TheDauthi has asked for the wisdom of the Perl Monks concerning the following question:

I recently received a poorly documented, poorly written DLL that I'm attempting to interface with perl. (Activestate, win32, 5.8.7). Obviously, there's a problem, the first one being that I don't understand XS very well yet... but I'm working on that. The gist of my question is if there's a good way to avoid an extra copy because there's a LOT of data. If there's no way to do so, I'll just use the straight-forward way.

Basically, one of the C routines will be looped over, and will easily return several thousand different 83-byte char buffers (IE, I pass in an 83-byte buffer, and it pushes data into it... several thousand times)

If I understand newSVpv correctly, that copies the message buffer into the new SV, which is an extra copy that I shouldn't need. What I'd like to do is something like
AV* GetTable() PREINIT: AV *array; int max_rows, max_cols, row, col; char *message; SV *message_sv; CODE: max_rows = 10; max_cols = 5; array = (AV*) sv_2mortal((SV*) newAV()); for( row = 0; row < max_rows; row++) { for( col = 0; col < max_cols; col++) { message_sv = newSV(83); message = SvPV_nolen(message_sv); ExpensiveGetString(row, col, message, 83); av_push(array, message_sv); } } RETVAL = array; OUTPUT: RETVAL
Where ExpensiveGetString is approximately equal to
strcpy(message, "12345678901234567890123456789012345678901234567890123 +456789012345678901234567890123456789012345678901234567890123456789012 +\0");
which is exactly what I'm using to test it.

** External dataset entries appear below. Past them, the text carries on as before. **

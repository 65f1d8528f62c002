//! Coordinate files.
//!
//! A coordinate file is a flat list of integers, one per line, alternating
//! between X and Y: `x0, y0, x1, y1, ...`. Callers say how many pairs they
//! want; exactly that many lines are consumed and anything after them is
//! left unread.
use crate::data::Point;
use crate::{Error, Result};
use std::fs::File;
use std::io::{BufRead, BufReader};
use std::path::Path;

/// Read `num` coordinate pairs from `path` as two parallel sequences.
///
/// Even lines (0, 2, 4, ...) are X values and odd lines are Y values. The
/// file is closed before this function returns, whether it succeeds or not.
pub fn read_coordinates<P: AsRef<Path>>(path: P, num: usize) -> Result<(Vec<i64>, Vec<i64>)> {
  let path = path.as_ref();
  let file = File::open(path).map_err(|source| Error::Io {
    path: path.to_path_buf(),
    source,
  })?;
  tracing::debug!(path = %path.display(), num, "reading coordinates");
  parse_coordinates(BufReader::new(file), num, path)
}

/// Same as [`read_coordinates`] but zipped into points.
pub fn read_points<P: AsRef<Path>>(path: P, num: usize) -> Result<Vec<Point>> {
  let (xs, ys) = read_coordinates(path, num)?;
  Ok(zip_points(xs, ys))
}

const PREALLOC_LIMIT: usize = 1024;

/// Parse `num` coordinate pairs from any buffered reader.
///
/// `source` only names the input in errors.
pub fn parse_coordinates<R: BufRead>(
  reader: R,
  num: usize,
  source: &Path,
) -> Result<(Vec<i64>, Vec<i64>)> {
  let expected = num.saturating_mul(2);
  // `num` is untrusted until the lines are actually there.
  let mut xs = Vec::with_capacity(num.min(PREALLOC_LIMIT));
  let mut ys = Vec::with_capacity(num.min(PREALLOC_LIMIT));

  let mut found = 0;
  for (idx, line) in reader.lines().take(expected).enumerate() {
    let line = line.map_err(|err| Error::Io {
      path: source.to_path_buf(),
      source: err,
    })?;
    let value = parse_line(&line, idx + 1, source)?;
    if idx % 2 == 0 {
      xs.push(value);
    } else {
      ys.push(value);
    }
    found += 1;
  }

  if found < expected {
    return Err(Error::TruncatedInput {
      path: source.to_path_buf(),
      expected,
      found,
    });
  }
  Ok((xs, ys))
}

pub(crate) fn zip_points(xs: Vec<i64>, ys: Vec<i64>) -> Vec<Point> {
  xs.into_iter()
    .zip(ys)
    .map(|(x, y)| Point::new([x, y]))
    .collect()
}

fn parse_line(line: &str, line_no: usize, source: &Path) -> Result<i64> {
  // Surrounding whitespace (including '\r') is tolerated.
  let trimmed = line.trim();
  trimmed.parse::<i64>().map_err(|err| Error::Parse {
    path: source.to_path_buf(),
    line: line_no,
    content: line.to_string(),
    source: err,
  })
}
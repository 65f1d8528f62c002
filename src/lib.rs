// #![deny(warnings)]
#![deny(clippy::cast_lossless)]
#![doc(test(no_crate_inject))]
//! Animated playback of a point set and its hull polygon.
//!
//! Two coordinate files are read up front (see [`reader`] and [`Scene`]).
//! An [`AnimatedRenderer`] then stamps every point, and afterwards stamps the
//! hull vertices while connecting them into a closed loop, keeping a
//! `points` and a `vertices` counter up to date on the [`Canvas`].
//!
//! ```
//! use hulldraw::data::{HullSequence, Point, PointSet};
//! use hulldraw::render::{CounterKind, Recorder};
//! use hulldraw::{AnimatedRenderer, Scene};
//!
//! let points = PointSet::new(vec![Point::new([0, 0]), Point::new([10, 0])]);
//! let hull = HullSequence::new(vec![Point::new([0, 0]), Point::new([10, 0])]);
//! let scene = Scene::new(points, hull);
//!
//! let mut recorder = Recorder::new();
//! AnimatedRenderer::new(&scene, &mut recorder)?.run()?;
//! assert_eq!(recorder.current_label(CounterKind::Points), Some("points 2"));
//! assert_eq!(recorder.current_label(CounterKind::Vertices), Some("vertices 2"));
//! # Ok::<(), hulldraw::Error>(())
//! ```
use std::num::ParseIntError;
use std::path::PathBuf;

pub mod animation;
pub mod config;
pub mod data;
pub mod reader;
pub mod render;
mod scene;

pub use animation::{AnimatedRenderer, Phase};
pub use config::Config;
pub use render::Canvas;
pub use scene::Scene;

pub type Result<T, E = Error> = std::result::Result<T, E>;

#[derive(Debug, thiserror::Error)]
pub enum Error {
  /// A coordinate line could not be parsed as an integer. `line` is 1-based.
  #[error("{}:{line}: expected an integer coordinate, found {content:?}", .path.display())]
  Parse {
    path: PathBuf,
    line: usize,
    content: String,
    #[source]
    source: ParseIntError,
  },
  #[error("{}: expected at least {expected} lines, found {found}", .path.display())]
  TruncatedInput {
    path: PathBuf,
    expected: usize,
    found: usize,
  },
  #[error("{}: {source}", .path.display())]
  Io {
    path: PathBuf,
    #[source]
    source: std::io::Error,
  },
  #[error("invalid configuration: {0}")]
  Configuration(String),
  /// The drawing backend could not be written to.
  #[error("canvas write failed: {0}")]
  Canvas(#[source] std::io::Error),
}
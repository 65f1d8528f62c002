use std::fmt;

/// A coordinate pair as read from a coordinate file.
///
/// Points carry no identity of their own. They only mean something through
/// their position in a [`PointSet`](super::PointSet) or
/// [`HullSequence`](super::HullSequence).
#[derive(Debug, Clone, Copy, PartialEq, Eq, PartialOrd, Ord, Hash)]
#[repr(transparent)]
pub struct Point {
  pub array: [i64; 2],
}

impl Point {
  pub const fn new(array: [i64; 2]) -> Point {
    Point { array }
  }

  pub fn x_coord(&self) -> i64 {
    self.array[0]
  }
  pub fn y_coord(&self) -> i64 {
    self.array[1]
  }
}

impl From<(i64, i64)> for Point {
  fn from((x, y): (i64, i64)) -> Point {
    Point { array: [x, y] }
  }
}

impl fmt::Display for Point {
  fn fmt(&self, f: &mut fmt::Formatter<'_>) -> fmt::Result {
    write!(f, "({}, {})", self.x_coord(), self.y_coord())
  }
}

#[cfg(test)]
mod tests {
  use super::*;

  #[test]
  fn coords() {
    let pt = Point::new([3, -7]);
    assert_eq!(pt.x_coord(), 3);
    assert_eq!(pt.y_coord(), -7);
    assert_eq!(pt.array, [3, -7]);
  }

  #[test]
  fn from_tuple() {
    let pt: Point = (10, 0).into();
    assert_eq!(pt, Point::new([10, 0]));
  }

  #[test]
  fn display() {
    assert_eq!(Point::new([0, 10]).to_string(), "(0, 10)");
  }
}
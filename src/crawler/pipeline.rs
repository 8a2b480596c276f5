//! Crawl orchestration
//!
//! Two traversal modes, each owning its mutable state:
//!
//! - [`FlatCrawl`]: breadth-first crawl from a start URL, recording every
//!   article-like page as a [`PageRecord`]
//! - [`ArchiveWalk`]: year → month → date → headline walk of the archive
//!   hierarchy, recording one [`ArticleRecord`] per title
//!
//! Requests are strictly sequential; a fixed delay between them is the
//! only rate limiting.
//!
//! # Example
//!
//! ```no_run
//! use std::path::Path;
//! use std::time::Duration;
//! use toiscrape::crawler::fetcher::ArchiveFetcher;
//! use toiscrape::crawler::pipeline::{FlatCrawl, PipelineConfig};
//! use toiscrape::storage::JsonlWriter;
//!
//! # async fn example() -> toiscrape::error::Result<()> {
//! let fetcher = ArchiveFetcher::new("toiscrape/1.0", Duration::from_secs(15))?;
//! let config = PipelineConfig {
//!     max_pages: Some(50),
//!     ..Default::default()
//! };
//! let writer = JsonlWriter::create(Path::new("output.jsonl"))?;
//!
//! let stats = FlatCrawl::new(&fetcher, &config, writer)
//!     .run("https://www.ndl.gov.in/nw_document/toi/timesofindia")
//!     .await?;
//! println!("Wrote {} records", stats.records_written);
//! # Ok(())
//! # }
//! ```

use std::collections::{HashSet, VecDeque};
use std::time::Duration;

use indicatif::{ProgressBar, ProgressStyle};
use url::Url;

use crate::config::ArchiveConfig;
use crate::crawler::fetcher::ArchiveFetcher;
use crate::crawler::list::{scan_all_links, scan_headlines, ArchiveNavigator};
use crate::crawler::resolve::ExternalResolver;
use crate::crawler::url::{netloc, same_suffix_domain};
use crate::error::Result;
use crate::models::{ArticleRecord, CrawlStats, PageRecord};
use crate::parser::{extract_article, extract_title_list, looks_like_article};
use crate::storage::JsonlWriter;
use crate::utils::{cap, truncate_text};
use crate::utils::error::CrawlerError;

// ============================================================================
// Configuration
// ============================================================================

/// Limits and switches for a crawl run
#[derive(Debug, Clone)]
pub struct PipelineConfig {
    /// Pages to fetch successfully in flat mode (None = unlimited)
    pub max_pages: Option<usize>,

    pub max_years: Option<usize>,
    pub max_months: Option<usize>,
    pub max_dates: Option<usize>,

    /// Titles recorded per date page
    pub max_titles: Option<usize>,

    /// Pause between requests
    pub delay: Duration,

    /// Resolve each headline's external publisher URL
    pub resolve_externals: bool,

    /// Draw a progress bar on stderr
    pub show_progress: bool,
}

impl Default for PipelineConfig {
    fn default() -> Self {
        Self {
            max_pages: None,
            max_years: None,
            max_months: None,
            max_dates: None,
            max_titles: None,
            delay: Duration::from_secs(1),
            resolve_externals: false,
            show_progress: true,
        }
    }
}

const PROGRESS_MESSAGE_CHARS: usize = 80;

fn progress_bar(len: Option<usize>, show: bool) -> ProgressBar {
    if !show {
        return ProgressBar::hidden();
    }

    match len {
        Some(len) => {
            let pb = ProgressBar::new(len as u64);
            if let Ok(style) = ProgressStyle::default_bar()
                .template("{spinner:.green} [{bar:30.cyan/blue}] {pos}/{len} {wide_msg}")
            {
                pb.set_style(style.progress_chars("█▓░"));
            }
            pb
        }
        None => {
            let pb = ProgressBar::new_spinner();
            if let Ok(style) = ProgressStyle::default_spinner().template("{spinner:.green} {pos} {wide_msg}") {
                pb.set_style(style);
            }
            pb
        }
    }
}

// ============================================================================
// Flat crawl
// ============================================================================

/// Breadth-first crawl over the start URL's domain
pub struct FlatCrawl<'a> {
    fetcher: &'a ArchiveFetcher,
    config: &'a PipelineConfig,
    writer: JsonlWriter,

    /// Every URL ever enqueued; never pruned
    visited: HashSet<String>,
    queue: VecDeque<String>,
    stats: CrawlStats,
}

impl<'a> FlatCrawl<'a> {
    pub fn new(fetcher: &'a ArchiveFetcher, config: &'a PipelineConfig, writer: JsonlWriter) -> Self {
        Self {
            fetcher,
            config,
            writer,
            visited: HashSet::new(),
            queue: VecDeque::new(),
            stats: CrawlStats::new(),
        }
    }

    /// Crawl until the queue empties or `max_pages` pages have been fetched
    ///
    /// Failed fetches are logged, not counted as pages, and the crawl moves
    /// on after the usual delay.
    ///
    /// # Errors
    ///
    /// - `CrawlerError::InvalidUrl` if the start URL does not parse or has no host
    /// - Storage errors from writing a record
    pub async fn run(mut self, start_url: &str) -> Result<CrawlStats> {
        // Seed with the serialized form so discovered links compare equal
        let start = Url::parse(start_url)
            .map_err(|_| CrawlerError::InvalidUrl(start_url.to_string()))?
            .to_string();
        let host = netloc(&start).ok_or_else(|| CrawlerError::InvalidUrl(start_url.to_string()))?;
        let limit = cap(self.config.max_pages);

        tracing::info!(start = %start, max_pages = ?self.config.max_pages, "Starting flat crawl");

        self.visited.insert(start.clone());
        self.queue.push_back(start);

        let progress = progress_bar(self.config.max_pages, self.config.show_progress);

        while (self.stats.pages_fetched as usize) < limit {
            let Some(url) = self.queue.pop_front() else {
                tracing::debug!("Queue exhausted");
                break;
            };
            progress.set_message(truncate_text(&url, PROGRESS_MESSAGE_CHARS));

            let Some(html) = self.fetcher.try_fetch(&url).await else {
                self.stats.record_failure();
                tokio::time::sleep(self.config.delay).await;
                continue;
            };
            self.stats.record_page();

            if looks_like_article(&html) {
                let article = extract_article(&html);
                self.writer.write_record(&PageRecord {
                    url: url.clone(),
                    title: article.title,
                    text: article.text,
                })?;
                self.stats.record_written();
            }

            let mut enqueued = 0usize;
            for link in scan_all_links(&html, &url) {
                if same_suffix_domain(&host, &link) && self.visited.insert(link.clone()) {
                    self.queue.push_back(link);
                    enqueued += 1;
                }
            }

            tracing::debug!(url = %url, enqueued, queued = self.queue.len(), "Processed page");
            progress.inc(1);
            tokio::time::sleep(self.config.delay).await;
        }

        progress.finish_and_clear();
        tracing::info!(
            pages = self.stats.pages_fetched,
            failures = self.stats.fetch_failures,
            records = self.stats.records_written,
            "Flat crawl finished"
        );

        Ok(self.stats)
    }
}

// ============================================================================
// Hierarchical walk
// ============================================================================

/// Year/month/date/headline walk of the archive
///
/// Months and dates are not deduplicated across years; a page linked from
/// two years is walked twice.
pub struct ArchiveWalk<'a> {
    fetcher: &'a ArchiveFetcher,
    archive: &'a ArchiveConfig,
    config: &'a PipelineConfig,
    writer: JsonlWriter,
    stats: CrawlStats,
}

impl<'a> ArchiveWalk<'a> {
    pub fn new(
        fetcher: &'a ArchiveFetcher,
        archive: &'a ArchiveConfig,
        config: &'a PipelineConfig,
        writer: JsonlWriter,
    ) -> Self {
        Self {
            fetcher,
            archive,
            config,
            writer,
            stats: CrawlStats::new(),
        }
    }

    /// Walk the hierarchy below `start_url`
    ///
    /// # Errors
    ///
    /// - `CrawlerError::Fetch` if the start page or any year or month page
    ///   cannot be fetched
    /// - Storage errors from writing a record
    pub async fn run(mut self, start_url: &str) -> Result<CrawlStats> {
        let navigator = ArchiveNavigator::new(self.fetcher, self.archive);
        let resolver = ExternalResolver::new(self.fetcher, self.archive);

        let years = navigator.list_years(start_url).await?;
        if years.is_empty() {
            tracing::warn!(start = %start_url, "Start page lists no year pages");
            return Ok(self.stats);
        }

        tracing::info!(
            start = %start_url,
            years = years.len(),
            resolve_externals = self.config.resolve_externals,
            "Starting archive walk"
        );

        let progress = progress_bar(None, self.config.show_progress);

        for year_url in years.iter().take(cap(self.config.max_years)) {
            let months = navigator.list_months(year_url).await?;

            for month_url in months.iter().take(cap(self.config.max_months)) {
                let dates = navigator.list_dates(month_url).await?;

                for date in dates.iter().take(cap(self.config.max_dates)) {
                    progress.set_message(truncate_text(
                        &format!("{} ({})", date.display_label(), month_url),
                        PROGRESS_MESSAGE_CHARS,
                    ));

                    self.walk_date(&resolver, year_url, month_url, &date.url).await?;

                    progress.inc(1);
                    tokio::time::sleep(self.config.delay).await;
                }
            }

            tokio::time::sleep(self.config.delay).await;
        }

        progress.finish_and_clear();
        tracing::info!(
            dates = self.stats.pages_fetched,
            failures = self.stats.fetch_failures,
            records = self.stats.records_written,
            "Archive walk finished"
        );

        Ok(self.stats)
    }

    async fn walk_date(
        &mut self,
        resolver: &ExternalResolver<'_>,
        year_url: &str,
        month_url: &str,
        date_url: &str,
    ) -> Result<()> {
        let Some(html) = self.fetcher.try_fetch(date_url).await else {
            self.stats.record_failure();
            return Ok(());
        };
        self.stats.record_page();

        let items: Vec<(String, Option<String>)> = if self.config.resolve_externals {
            scan_headlines(&html, date_url, self.archive)
                .into_iter()
                .map(|h| (h.display_label().to_string(), Some(h.url)))
                .collect()
        } else {
            extract_title_list(&html)
                .into_iter()
                .map(|title| (title, None))
                .collect()
        };

        tracing::debug!(date = %date_url, items = items.len(), "Walking date page");

        for (title, article_url) in items.into_iter().take(cap(self.config.max_titles)) {
            let external_url = match &article_url {
                Some(url) if self.config.resolve_externals => resolver.resolve(url).await,
                _ => None,
            };

            self.writer.write_record(&ArticleRecord {
                year_url: year_url.to_string(),
                month_url: month_url.to_string(),
                date_url: date_url.to_string(),
                title,
                article_url,
                external_url,
            })?;
            self.stats.record_written();
        }

        Ok(())
    }
}

#[cfg(test)]
mod tests {
    use super::*;

    #[test]
    fn test_pipeline_config_default() {
        let config = PipelineConfig::default();
        assert_eq!(config.delay, Duration::from_secs(1));
        assert!(config.max_pages.is_none());
        assert!(!config.resolve_externals);
    }

    #[test]
    fn test_hidden_progress_bar() {
        assert!(progress_bar(Some(3), false).is_hidden());
    }
}
//! Archive crawling
//!
//! This module fetches archive pages, classifies their links, resolves
//! archived articles to their publisher URLs and drives the two crawl
//! modes over them.

pub mod fetcher;
pub mod headers;
pub mod list;
pub mod pipeline;
pub mod resolve;
pub mod url;

pub use fetcher::ArchiveFetcher;
pub use list::ArchiveNavigator;
pub use pipeline::{ArchiveWalk, FlatCrawl, PipelineConfig};
pub use resolve::ExternalResolver;

use std::path::Path;

use crate::config::Config;
use crate::error::{Error, Result};
use crate::models::CrawlStats;
use crate::storage::JsonlWriter;

/// Main crawler structure
pub struct Crawler {
    /// Shared single-attempt fetcher
    fetcher: ArchiveFetcher,

    /// Configuration
    config: Config,
}

impl Crawler {
    /// Create a new crawler instance
    ///
    /// # Errors
    ///
    /// Returns an error if the configuration is invalid or the HTTP client
    /// cannot be built
    pub fn new(config: Config) -> Result<Self> {
        config
            .validate()
            .map_err(|e| Error::config(e.to_string()))?;

        let fetcher = ArchiveFetcher::new(&config.crawler.user_agent, config.request_timeout())?;

        Ok(Self { fetcher, config })
    }

    pub fn fetcher(&self) -> &ArchiveFetcher {
        &self.fetcher
    }

    pub fn config(&self) -> &Config {
        &self.config
    }

    pub fn navigator(&self) -> ArchiveNavigator<'_> {
        ArchiveNavigator::new(&self.fetcher, &self.config.archive)
    }

    pub fn resolver(&self) -> ExternalResolver<'_> {
        ExternalResolver::new(&self.fetcher, &self.config.archive)
    }

    /// Breadth-first crawl from `start_url`, writing page records to `output`
    pub async fn crawl_flat(
        &self,
        start_url: &str,
        output: &Path,
        pipeline: &PipelineConfig,
    ) -> Result<CrawlStats> {
        let writer = JsonlWriter::create(output)?;
        FlatCrawl::new(&self.fetcher, pipeline, writer)
            .run(start_url)
            .await
    }

    /// Walk the archive hierarchy from `start_url`, writing article records to `output`
    pub async fn walk_archive(
        &self,
        start_url: &str,
        output: &Path,
        pipeline: &PipelineConfig,
    ) -> Result<CrawlStats> {
        let writer = JsonlWriter::create(output)?;
        ArchiveWalk::new(&self.fetcher, &self.config.archive, pipeline, writer)
            .run(start_url)
            .await
    }
}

I get an array of undefs back, which tells me that I'm missing something.

Why doesn't this work? Is there a better way to avoid copying the data twice (some of the datasets are in the 30k rows and 70 columns range)?

Replies are listed 'Best First'.
Re: XS efficient copy
by Anonymous Monk on Apr 06, 2006 at 19:54 UTC
    try this instead:
    ExpensiveGetString(row, col, message, 83); av_push(array, newSVpvn(message, 83));

      That's a copy, which the OP doesn't want.

      I think the problem in the original code is the use of SvPV_nolen instead of SvPVX. If XS is doing the right thing, it's returning a (new) buffer to an empty string, because the SV is still undefined and while its string has been allocated, it hasn't been initialized. This is the usual formula for creating a buffer, then passing the buffer to a C routine:

      message_sv = newSV(83); SvPOK_on(message_sv); SvCUR_set(message_sv, 82); message = SvPVX(message_sv); ExpensiveGetString(row, col, message, 83); av_push(array, message_sv);
      Ordinarily, one would null terminate with *SvEND(message_sv) = "\0", but I'm assuming that the null byte is the 83rd byte, so there's no need.
      --
      Marvin Humphrey
      Rectangular Research ― http://www.rectangular.com
        Thanks, your code works, and helped me figure it out.
        I had two problems.
        SvPOK_on must be called at some point, otherwise, even though it contains data, perl doesn't 'know' that it contains data. Also, I wasn't setting the SvCUR_set, which makes perl think I had an empty string.
        I went through several variations on this theme, but all of them were missing that key piece... which makes perfect sense after reading perlguts a bit more carefully.

        Actually, SvPV_nolen() is safer than SvPVX(); SvPVX() gives you a pointer to the "PV" (the scalar's string value) even if the scalar doesn't have a string value while SvPV_nolen() will force the scalar to get a string value if it doesn't have one already.

        The problem is that the size of the buffer is specified but the length of the string stored in that buffer is never set. I'd change your XS-code-for-cargo-culting, (:, to:

        int bufsize= 83; SV* svBuf= newSV( bufsize ); char* pBuf= SvPV_nolen( svBuf ); ...( ..., pBuf, bufsize, ... ); SvCUR_set( svBuf, length_of_data_written );

        where "length_of_data_written" might be variable, such as the return value from the function that stuffs characters into pBuf.

        - tye